In today’s newsletter, we will talk about Zomato’s new insurance product that’s taking foodies by storm.
Two weeks back Zomato announced that they were introducing a new feature on their app. The premise was simple. You place your order and you get an estimate of how long you’d have to wait before your food reaches you. If the order makes it on time, you get nothing. If it doesn’t, you get the food for free (up to Rs. 200). All you have to do is pay Rs. 10 upfront, and opt-in. They are calling it — the ‘On-Time or Free” scheme. And almost immediately people started comparing it to insurance.
Sure, the resemblance is uncanny. You pay a fee upfront and you protect your downside. And since Zomato somehow found a way to sneak into the highly lucrative insurance business, people went bonkers. But the hype-train has got a bit out of hand. Granted this is an ingenious feature, it’s a beautiful scheme and Zomato is likely to make a windfall. But there is more to this story than what meets the eye.
For one, unlike actual insurance policies that are designed to protect you from substantial monetary damage, Zomato’s cover totals a few hundred bucks. Think about it, all you’re getting is a free meal worth a couple hundred rupees. Nothing more. So if you are paying Rs. 10 for the “on-time” delivery option, you'd better have a really good reason to want your food on time. Now I am not saying that these scenarios don’t materialise. Because they do — Imagine you’re ordering for a guest, or maybe you have to run to the airport after lunch, or if you just have too much money to spare. Sure, you’ll opt-in. But I don’t think these scenarios are as common as people like to believe.
However, that only puts us in another quandary. Based on early impressions, this scheme is a certified hit. So if the need is not as abundant, what then explains the surging popularity? I mean, there are three people sitting on my table right now who have already used the service multiple times. How do you explain this discrepancy?
Well, the answer is simple. These people are gamblers. The team at Finshots has a gambling problem. There, I said it.
These people aren’t opting into the scheme because they see the utility in buying food insurance. They are opting in because they are peddling wonky math that makes them believe there’s a chance of hitting the big payout. Here’s how this logic works. You begin adding the numbers and you quickly see that you can break even, if the order is late just one time out of ten, assuming your average order value is 100. This gives you the flawed impression that there is a potential to make some quick money if you only keep betting for a while. And eventually, when Zomato does screw up, you’ll get your free food and recoup all your money in one single go. It’s foolproof.
And to top it, this thing is really addictive. You watch the screen, the delivery executive is a couple of blocks away from the destination. 3 minutes on the clock. The tension ramps up. He pauses for a split second. You check the clock again. There’s no way he’s going to make it. And then he banks left. He banks right. And before you know it he’s ringing the bell. Just one minute more and you would have him. Missed by a whisker, you think.

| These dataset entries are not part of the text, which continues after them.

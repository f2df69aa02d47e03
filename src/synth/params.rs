//! Parameter identities, descriptors and the raw parameter store.

#[cfg(feature = "serde")]
use serde::{Deserialize, Serialize};

/// Total parameter slots the host addresses, active or not.
pub const PARAMETER_SLOTS: usize = 24;
/// Slots that carry a parameter.
pub const ACTIVE_PARAMETERS: usize = 12;

/// The voice's parameters, in host slot order.
#[cfg_attr(feature = "serde", derive(Serialize, Deserialize))]
#[derive(Debug, Clone, Copy, PartialEq, Eq, Hash)]
pub enum ParamId {
    Note,
    Waveform,
    Cutoff,
    Resonance,
    Attack,
    Decay,
    Sustain,
    Release,
    EnvAmpInt,
    EnvPitchInt,
    EnvCutoffInt,
    EnvPwmInt,
}

impl ParamId {
    pub const ALL: [ParamId; ACTIVE_PARAMETERS] = [
        ParamId::Note,
        ParamId::Waveform,
        ParamId::Cutoff,
        ParamId::Resonance,
        ParamId::Attack,
        ParamId::Decay,
        ParamId::Sustain,
        ParamId::Release,
        ParamId::EnvAmpInt,
        ParamId::EnvPitchInt,
        ParamId::EnvCutoffInt,
        ParamId::EnvPwmInt,
    ];

    /// Slot index to parameter. Reserved and out-of-range slots are `None`.
    pub fn from_index(index: u8) -> Option<ParamId> {
        Self::ALL.get(index as usize).copied()
    }

    pub fn index(self) -> u8 {
        self as u8
    }

    pub fn descriptor(self) -> &'static ParamDescriptor {
        &PARAMETER_DESCRIPTORS[self as usize]
    }
}

/// How the host should display a parameter value.
#[cfg_attr(feature = "serde", derive(Serialize, Deserialize))]
#[derive(Debug, Clone, Copy, PartialEq, Eq)]
pub enum DisplayType {
    Plain,
    Percent,
    Milliseconds,
    MidiNote,
}

/// Static description of one parameter slot.
#[cfg_attr(feature = "serde", derive(Serialize))]
#[derive(Debug, Clone, Copy, PartialEq, Eq)]
pub struct ParamDescriptor {
    pub name: &'static str,
    pub min: i32,
    pub max: i32,
    pub center: i32,
    pub default: i32,
    pub display: DisplayType,
    /// Fractional digits shown by the host (value / 10^digits).
    pub fractional_digits: u8,
}

impl ParamDescriptor {
    const fn new(
        name: &'static str,
        min: i32,
        max: i32,
        center: i32,
        default: i32,
        display: DisplayType,
        fractional_digits: u8,
    ) -> Self {
        Self {
            name,
            min,
            max,
            center,
            default,
            display,
            fractional_digits,
        }
    }

    const RESERVED: ParamDescriptor = ParamDescriptor::new("", 0, 0, 0, 0, DisplayType::Plain, 0);

    #[inline]
    pub fn clamp(&self, value: i32) -> i32 {
        value.clamp(self.min, self.max)
    }

    pub fn is_reserved(&self) -> bool {
        self.name.is_empty()
    }
}

use DisplayType::*;

/// Descriptor table in host slot order: four pages of three, then reserved.
pub static PARAMETER_DESCRIPTORS: [ParamDescriptor; PARAMETER_SLOTS] = [
    // Page 1
    ParamDescriptor::new("Note", 0, 127, 60, 60, MidiNote, 0),
    ParamDescriptor::new("Wave", 0, 2, 0, 0, Plain, 0),
    ParamDescriptor::new("Cutoff", 0, 1270, 0, 1270, Plain, 1),
    ParamDescriptor::new("Reso", -128, 128, 0, -16, Plain, 0),
    // Page 2
    ParamDescriptor::new("Attack", 0, 1000, 0, 0, Milliseconds, 0),
    ParamDescriptor::new("Decay", 0, 1000, 0, 0, Milliseconds, 0),
    ParamDescriptor::new("Sustain", 0, 100, 0, 100, Percent, 0),
    ParamDescriptor::new("Release", 0, 1000, 0, 0, Milliseconds, 0),
    // Page 3
    ParamDescriptor::new("EG >AMP", 0, 100, 0, 100, Percent, 0),
    ParamDescriptor::new(">Pitch", -100, 100, 0, 0, Percent, 0),
    ParamDescriptor::new(">Cutoff", -100, 100, 0, 0, Percent, 0),
    ParamDescriptor::new(">PWM", 0, 100, 0, 0, Percent, 0),
    // Pages 4-6
    ParamDescriptor::RESERVED,
    ParamDescriptor::RESERVED,
    ParamDescriptor::RESERVED,
    ParamDescriptor::RESERVED,
    ParamDescriptor::RESERVED,
    ParamDescriptor::RESERVED,
    ParamDescriptor::RESERVED,
    ParamDescriptor::RESERVED,
    ParamDescriptor::RESERVED,
    ParamDescriptor::RESERVED,
    ParamDescriptor::RESERVED,
    ParamDescriptor::RESERVED,
];

/// Raw parameter values exactly as the host last set them (after clamping).
#[derive(Debug, Clone, PartialEq, Eq)]
pub struct ParameterSet {
    values: [i32; PARAMETER_SLOTS],
}

impl Default for ParameterSet {
    fn default() -> Self {
        let mut values = [0; PARAMETER_SLOTS];
        for (value, descriptor) in values.iter_mut().zip(PARAMETER_DESCRIPTORS.iter()) {
            *value = descriptor.default;
        }
        Self { values }
    }
}

impl ParameterSet {
    /// Clamp and store a value. Returns the stored value, or `None` when
    /// `index` is not a slot.
    pub fn store(&mut self, index: u8, value: i32) -> Option<i32> {
        let slot = self.values.get_mut(index as usize)?;
        *slot = PARAMETER_DESCRIPTORS[index as usize].clamp(value);
        Some(*slot)
    }

    /// Stored value, 0 for indices past the last slot.
    pub fn get(&self, index: u8) -> i32 {
        self.values.get(index as usize).copied().unwrap_or(0)
    }

    pub fn value(&self, id: ParamId) -> i32 {
        self.values[id as usize]
    }

    pub fn iter(&self) -> impl Iterator<Item = (ParamId, i32)> + '_ {
        ParamId::ALL.iter().map(move |&id| (id, self.value(id)))
    }
}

And therein lies the problem.
Because if you know anything about gambling it’s that the house always wins. Zomato is working with datasets large enough that could probably tell them if you have heart disease. Okay, maybe not that large. But it’s large enough for them to make a very accurate assessment of whether this business is going to be profitable or not. Right now the service is only available for select restaurants. So I am pretty sure the guys at Zomato have accounted for all exigencies to ensure that the insurance plan is foolproof. So they are always to going to beat you and they will make all the money.
But what happens to the gamblers? Well, they will eventually find out that they can’t beat Zomato at their own game. And when the addiction finally wears out, they’ll start using the scheme when they actually need their food on time, just like everyone else.
So by all accounts, Zomato will make a windfall in the next few months as the scheme gains in popularity (thanks to the gamblers). But the momentum is unlikely to sustain. Sure, once Zomato’s data sets are more comprehensive and they can fine-tune their logistic support to deliver on-time 99+% of the time, the premium (Rs. 10) might eventually drop. Maybe it will drop to a point where it’ll become insignificant for the average user (Rs. 1 or 2). And maybe everyone will start opting into the scheme then. But that day is still a fair bit away. Until then, don’t gamble eh?